(This post originally appeared in The New Stack on June 8th of last year. We’re reprising it here because it is as relevant now as it was then, if not more so.)
Building the infrastructure to support cloud computing now accounts for more than a third of all IT spending worldwide, according to research from IDC. With spending anticipated to reach nearly $500 billion in 2023, organizations need to be mindful that all this investment doesn’t lead to redundant and disparate efforts that are impossible to govern. Many organizations are now just beginning to experience challenges related to running container orchestration platforms in production. We’re going to walk through these challenges — explaining why they are happening and how developers can simplify the processes to avoid failure in production on Day 2.
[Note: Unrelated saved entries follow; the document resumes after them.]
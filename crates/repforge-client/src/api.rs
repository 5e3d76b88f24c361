// ABOUTME: Typed HTTP client for every Repforge server endpoint
// ABOUTME: Attaches the stored bearer token and maps non-success responses to ClientError::Http
//
// SPDX-License-Identifier: MIT OR Apache-2.0
// Copyright (c) 2025 Async-IO.org

//! # API Client
//!
//! One method per server endpoint. Calls are single-shot: there is no retry,
//! backoff, or idempotency key, and the first failure is returned to the
//! caller as-is.

use std::time::Duration;

use chrono::NaiveDate;
use repforge_core::constants::service;
use repforge_core::models::{
    ChatMessage, ChatRoom, ClearNotificationsRequest, ConditioningTemplate, CreateRoomRequest,
    DateUpdateRequest, Equipment, EquipmentFilter, EquipmentFilterRequest, FullProfile,
    LeaderboardEntry, LoginRequest, LoginResponse, MessageResponse, MobilityWorkoutTemplate,
    Movement, MovementSummaryResponse, NotificationList, PostMessageRequest,
    ProfileUpdateRequest, PushTokenRequest, RegisterRequest, RegisterResponse,
    RunningCompletionRequest, RunningSessionTemplate, SaveWorkoutRequest, SaveWorkoutResponse,
    SessionCompletionRequest, SingleWorkoutResponse, StatusResponse, StatusUpdateRequest,
    SuggestedStrengthTemplate, User, UserStats, Workout, WorkoutLogRequest, WorkoutStatus,
};
use repforge_planner::{GymPlan, GymRequest, HiitPlan, HiitRequest};
use reqwest::{Client, Method, RequestBuilder, Response};
use serde::de::DeserializeOwned;
use serde_json::Value;
use tracing::{debug, warn};

use crate::error::{ClientError, ClientResult};
use crate::session::Session;

/// Request timeout applied to every call
pub const REQUEST_TIMEOUT_SECS: u64 = 30;

/// HTTP client bound to one server and one session
#[derive(Debug, Clone)]
pub struct ApiClient {
    http: Client,
    base_url: String,
    session: Session,
}
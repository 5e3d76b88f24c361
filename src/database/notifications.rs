// ABOUTME: Scheduled workout reminder storage
// ABOUTME: Queues, cancels, releases, lists, and clears per-user notifications
//
// Licensed under either of Apache License, Version 2.0 or MIT License at your option.
// Copyright ©2025 Async-IO.org

use anyhow::Result;
use chrono::{DateTime, NaiveDate, NaiveTime, Utc};
use repforge_core::constants::reminders::{REMINDER_HOUR_UTC, REMINDER_TITLE};
use repforge_core::errors::{AppError, AppResult};
use repforge_core::models::ScheduledNotification;
use sqlx::sqlite::SqliteRow;
use sqlx::{Row, SqliteConnection, SqlitePool};
use tracing::debug;

use super::{format_timestamp, now, parse_timestamp, Database};

const NOTIFICATION_COLUMNS: &str = "id, owner_id, workout_id, scheduled_datetime, sent, canceled, \
     title, subtitle, body, cleared_by_user, created_at, updated_at";

impl Database {
    /// Create the scheduled notification table
    pub(super) async fn migrate_notifications(&self) -> Result<()> {
        self.execute_ddl(&[
            r"
            CREATE TABLE IF NOT EXISTS scheduled_notifications (
                id INTEGER PRIMARY KEY AUTOINCREMENT,
                owner_id INTEGER NOT NULL REFERENCES users(id) ON DELETE CASCADE,
                workout_id INTEGER REFERENCES workouts(id) ON DELETE CASCADE,
                scheduled_datetime TEXT NOT NULL,
                sent INTEGER NOT NULL DEFAULT 0,
                canceled INTEGER NOT NULL DEFAULT 0,
                title TEXT NOT NULL,
                subtitle TEXT,
                body TEXT NOT NULL,
                cleared_by_user INTEGER NOT NULL DEFAULT 0,
                created_at TEXT NOT NULL,
                updated_at TEXT NOT NULL
            )
            ",
            "CREATE INDEX IF NOT EXISTS idx_notifications_due ON scheduled_notifications(sent, canceled, scheduled_datetime)",
        ])
        .await
    }
}

/// When the reminder for a workout planned on `date` fires
#[must_use]
pub fn reminder_time(date: NaiveDate) -> DateTime<Utc> {
    let hour = NaiveTime::from_hms_opt(REMINDER_HOUR_UTC, 0, 0).unwrap_or(NaiveTime::MIN);
    date.and_time(hour).and_utc()
}

/// Queue the reminder for a workout, withdrawing any pending one first
///
/// # Errors
///
/// Returns an error if a write fails
pub async fn schedule_reminder(
    conn: &mut SqliteConnection,
    owner_id: i64,
    workout_id: i64,
    workout_name: &str,
    date: NaiveDate,
) -> AppResult<i64> {
    cancel_pending_reminders(conn, workout_id).await?;

    let stamp = format_timestamp(now());
    let id = sqlx::query(
        r"
        INSERT INTO scheduled_notifications
            (owner_id, workout_id, scheduled_datetime, title, subtitle, body, created_at, updated_at)
        VALUES ($1, $2, $3, $4, $5, $6, $7, $7)
        ",
    )
    .bind(owner_id)
    .bind(workout_id)
    .bind(format_timestamp(reminder_time(date)))
    .bind(REMINDER_TITLE)
    .bind(workout_name)
    .bind(format!("{workout_name} is scheduled for today"))
    .bind(&stamp)
    .execute(&mut *conn)
    .await
    .map_err(|e| AppError::database(format!("Failed to schedule reminder: {e}")))?
    .last_insert_rowid();

    debug!(owner_id, workout_id, %date, "Scheduled workout reminder");
    Ok(id)
}

/// Withdraw unreleased reminders for a workout
///
/// # Errors
///
/// Returns an error if the update fails
pub async fn cancel_pending_reminders(conn: &mut SqliteConnection, workout_id: i64) -> AppResult<u64> {
    let result = sqlx::query(
        r"
        UPDATE scheduled_notifications SET canceled = 1, updated_at = $1
        WHERE workout_id = $2 AND sent = 0 AND canceled = 0
        ",
    )
    .bind(format_timestamp(now()))
    .bind(workout_id)
    .execute(&mut *conn)
    .await
    .map_err(|e| AppError::database(format!("Failed to cancel reminders: {e}")))?;
    Ok(result.rows_affected())
}

/// Scheduled notification database operations
pub struct NotificationManager {
    pool: SqlitePool,
}

impl NotificationManager {
    /// Create a new notification manager
    #[must_use]
    pub const fn new(pool: SqlitePool) -> Self {
        Self { pool }
    }

    /// Released, live, uncleared notifications for a user, newest first
    ///
    /// # Errors
    ///
    /// Returns an error if the database query fails
    pub async fn list_released(&self, owner_id: i64) -> AppResult<Vec<ScheduledNotification>> {
        let rows = sqlx::query(&format!(
            r"
            SELECT {NOTIFICATION_COLUMNS} FROM scheduled_notifications
            WHERE owner_id = $1 AND sent = 1 AND canceled = 0 AND cleared_by_user = 0
            ORDER BY scheduled_datetime DESC, id DESC
            "
        ))
        .bind(owner_id)
        .fetch_all(&self.pool)
        .await
        .map_err(|e| AppError::database(format!("Failed to list notifications: {e}")))?;

        rows.iter().map(row_to_notification).collect()
    }

    /// Every notification of a user, including pending and canceled ones
    ///
    /// # Errors
    ///
    /// Returns an error if the database query fails
    pub async fn list_all(&self, owner_id: i64) -> AppResult<Vec<ScheduledNotification>> {
        let rows = sqlx::query(&format!(
            "SELECT {NOTIFICATION_COLUMNS} FROM scheduled_notifications WHERE owner_id = $1 ORDER BY id"
        ))
        .bind(owner_id)
        .fetch_all(&self.pool)
        .await
        .map_err(|e| AppError::database(format!("Failed to list notifications: {e}")))?;

        rows.iter().map(row_to_notification).collect()
    }

    /// Mark every notification of a user as cleared
    ///
    /// # Errors
    ///
    /// Returns an error if the update fails
    pub async fn clear_all(&self, owner_id: i64) -> AppResult<u64> {
        let result = sqlx::query(
            r"
            UPDATE scheduled_notifications SET cleared_by_user = 1, updated_at = $1
            WHERE owner_id = $2 AND cleared_by_user = 0
            ",
        )
        .bind(format_timestamp(now()))
        .bind(owner_id)
        .execute(&self.pool)
        .await
        .map_err(|e| AppError::database(format!("Failed to clear notifications: {e}")))?;
        Ok(result.rows_affected())
    }

    /// Release every pending notification due at or before `at`
    ///
    /// # Errors
    ///
    /// Returns an error if the update fails
    pub async fn release_due(&self, at: DateTime<Utc>) -> AppResult<Vec<ScheduledNotification>> {
        let rows = sqlx::query(&format!(
            r"
            UPDATE scheduled_notifications SET sent = 1, updated_at = $1
            WHERE sent = 0 AND canceled = 0 AND scheduled_datetime <= $2
            RETURNING {NOTIFICATION_COLUMNS}
            "
        ))
        .bind(format_timestamp(now()))
        .bind(format_timestamp(at))
        .fetch_all(&self.pool)
        .await
        .map_err(|e| AppError::database(format!("Failed to release notifications: {e}")))?;

        rows.iter().map(row_to_notification).collect()
    }
}

fn row_to_notification(row: &SqliteRow) -> AppResult<ScheduledNotification> {
    let scheduled: String = row.get("scheduled_datetime");
    let created_at: String = row.get("created_at");
    let updated_at: String = row.get("updated_at");
    Ok(ScheduledNotification {
        id: row.get("id"),
        owner_id: row.get("owner_id"),
        workout_id: row.get("workout_id"),
        scheduled_datetime: parse_timestamp(&scheduled)?,
        sent: row.get("sent"),
        canceled: row.get("canceled"),
        title: row.get("title"),
        subtitle: row.get("subtitle"),
        body: row.get("body"),
        cleared_by_user: row.get("cleared_by_user"),
        created_at: parse_timestamp(&created_at)?,
        updated_at: parse_timestamp(&updated_at)?,
    })
}
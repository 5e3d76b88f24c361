// ABOUTME: Activity type, workout status, and section type enumerations
// ABOUTME: String-backed enums with parsing used for both storage and the JSON wire format
//
// SPDX-License-Identifier: MIT OR Apache-2.0
// Copyright (c) 2025 Async-IO.org

use std::fmt;

use serde::{Deserialize, Serialize};

/// Training modality a workout belongs to
#[derive(Debug, Clone, Copy, PartialEq, Eq, Hash, Serialize, Deserialize)]
pub enum ActivityType {
    /// Gym / strength session built from sections
    Gym,
    /// Running session with intervals and splits
    Running,
    /// Mobility flow
    Mobility,
    /// High intensity interval session
    Hiit,
    /// Hyrox session, structured like a gym session
    Hyrox,
}

impl ActivityType {
    /// All activity types in display order
    pub const ALL: [Self; 5] = [
        Self::Gym,
        Self::Running,
        Self::Mobility,
        Self::Hiit,
        Self::Hyrox,
    ];

    /// Storage and wire representation
    #[must_use]
    pub const fn as_str(self) -> &'static str {
        match self {
            Self::Gym => "Gym",
            Self::Running => "Running",
            Self::Mobility => "Mobility",
            Self::Hiit => "Hiit",
            Self::Hyrox => "Hyrox",
        }
    }

    /// Parse from the wire representation (case-insensitive)
    #[must_use]
    pub fn parse(value: &str) -> Option<Self> {
        Self::ALL
            .into_iter()
            .find(|kind| kind.as_str().eq_ignore_ascii_case(value.trim()))
    }

    /// Whether workouts of this type are stored as sections of movements
    #[must_use]
    pub const fn uses_sections(self) -> bool {
        matches!(self, Self::Gym | Self::Hyrox)
    }
}

impl fmt::Display for ActivityType {
    fn fmt(&self, f: &mut fmt::Formatter<'_>) -> fmt::Result {
        f.write_str(self.as_str())
    }
}

/// Lifecycle state of a saved workout
#[derive(Debug, Clone, Copy, PartialEq, Eq, Hash, Serialize, Deserialize, Default)]
pub enum WorkoutStatus {
    /// Saved for later, no date attached
    #[default]
    Saved,
    /// Planned for a specific date
    Scheduled,
    /// In progress
    Started,
    /// Finished and logged
    Completed,
}

impl WorkoutStatus {
    /// Statuses a client may set through the status endpoint
    pub const CLIENT_SETTABLE: [Self; 3] = [Self::Started, Self::Completed, Self::Scheduled];

    /// Storage and wire representation
    #[must_use]
    pub const fn as_str(self) -> &'static str {
        match self {
            Self::Saved => "Saved",
            Self::Scheduled => "Scheduled",
            Self::Started => "Started",
            Self::Completed => "Completed",
        }
    }

    /// Parse from the exact wire representation
    #[must_use]
    pub fn parse(value: &str) -> Option<Self> {
        match value {
            "Saved" => Some(Self::Saved),
            "Scheduled" => Some(Self::Scheduled),
            "Started" => Some(Self::Started),
            "Completed" => Some(Self::Completed),
            _ => None,
        }
    }
}

impl fmt::Display for WorkoutStatus {
    fn fmt(&self, f: &mut fmt::Formatter<'_>) -> fmt::Result {
        f.write_str(self.as_str())
    }
}

/// How the movements in a section are performed
#[derive(Debug, Clone, Copy, PartialEq, Eq, Hash, Serialize, Deserialize, Default)]
#[serde(rename_all = "lowercase")]
pub enum SectionType {
    /// One movement at a time
    #[default]
    Single,
    /// Movements performed back to back
    Superset,
}

impl SectionType {
    /// Storage representation
    #[must_use]
    pub const fn as_str(self) -> &'static str {
        match self {
            Self::Single => "single",
            Self::Superset => "superset",
        }
    }

    /// Parse from storage, falling back to `Single`
    #[must_use]
    pub fn parse_or_default(value: &str) -> Self {
        if value.eq_ignore_ascii_case("superset") {
            Self::Superset
        } else {
            Self::Single
        }
    }
}

#[cfg(test)]
mod tests {
    use super::*;

    #[test]
    fn test_activity_type_parse_is_case_insensitive() {
        assert_eq!(ActivityType::parse("hiit"), Some(ActivityType::Hiit));
        assert_eq!(ActivityType::parse(" Running "), Some(ActivityType::Running));
        assert_eq!(ActivityType::parse("Swimming"), None);
        assert!(ActivityType::Hyrox.uses_sections());
        assert!(!ActivityType::Running.uses_sections());
    }

    #[test]
    fn test_workout_status_parse_is_exact() {
        assert_eq!(WorkoutStatus::parse("Started"), Some(WorkoutStatus::Started));
        assert_eq!(WorkoutStatus::parse("started"), None);
        assert!(!WorkoutStatus::CLIENT_SETTABLE.contains(&WorkoutStatus::Saved));
    }

    #[test]
    fn test_section_type_serde() {
        let json = serde_json::to_string(&SectionType::Superset).unwrap();
        assert_eq!(json, "\"superset\"");
        assert_eq!(SectionType::parse_or_default("anything"), SectionType::Single);
    }
}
The Complexity of Managing Containers in Production
As organizations continue to scale and shift their operations to a hybrid mix of on-prem, cloud, and edge infrastructure, the rapid deployment of Kubernetes clusters and workloads is creating a new challenge. While some teams are building these clusters on a standard distribution, other teams are building their own Kubernetes stack and management tools. This often results in dozens of clusters that are deployed and managed independently throughout the organization with very little uniformity, making for a complex DevOps landscape, increased maintenance costs and lost business opportunities.
Organizations are also facing challenges when scaling their cloud architectures. With multiple bespoke Kubernetes stacks comes the management of the various point-solutions required to handle security, observability, upgrades and other Day-2 operations tasks. This complexity has a tangible cost on organizations, as time, resources and money are being poured into redundant efforts for operations and maintenance. Aside from the initial spending on container platforms, tooling and additional services, the overhead needed to maintain multiple stacks built from loosely coupled open source components increase significantly, as a typical production stack consists of over a dozen components. Each component has its own release schedule, and compatibility issues are common when new versions are released. Because many organizations don’t have the capabilities to automatically upgrade their homegrown solutions without disrupting workloads, they avoid upgrading, which increases their risk from security issues and bugs in outdated versions.
The Need for Central Governance
With no central governance across organizations, DevOps teams are spread thin. Enterprises without centralized governance or visibility across organizationally deployed clusters simply do not have the resources for effective management. Within the stack, compliance, regulatory and IP challenges are governing where application resources are used, already allocating much-needed support and time. As a result, for example, security operations are unable to ensure proper versioning for vulnerability management. Additionally, the lack of a standardized set of observability tools across the organization makes support difficult, as it takes longer to diagnose problems within the clusters. Organizations need to centrally govern these clusters and associated workloads to ensure consistency, security, performance and to enforce proper configuration and policy management across the entire footprint.
The Need to Focus on Day 2 Operations
We are seeing organizations struggle to deploy and manage their Kubernetes clusters due to the increasing level of oversight required and the current lack of attention during the planning phase. Day 2 operations can be a “sink or swim” time for these organizations. Without effective Day 2 operations, organizations will face challenges scaling their IT environment and will not be ready to handle new threats to security and availability.
Cloud native development is an agile process that, when implemented correctly, accelerates innovation within an organization and creates a competitive advantage. The agile nature of it means that changes are frequently being made to applications and the underlying infrastructure, often multiple times per day. Cloud native applications are also designed to scale elastically with demand, which results in even more infrastructure changes. Organizations need to ensure that their Day 2 operations strategy and the software they use to implement it are able to support this constant change.
While containers are bringing a wide variety of benefits to your business, they are also introducing new complexities that need to be properly navigated. As complexity within cloud native environments and container strategy increases, so does the need for continuous oversight, organization, and streamlined management. From the number of clusters that need to be managed, to proactively preparing for “Day 2” success, organizations can alleviate the challenges of managing their open source stacks by creating a strong DevOps strategy that simplifies the process.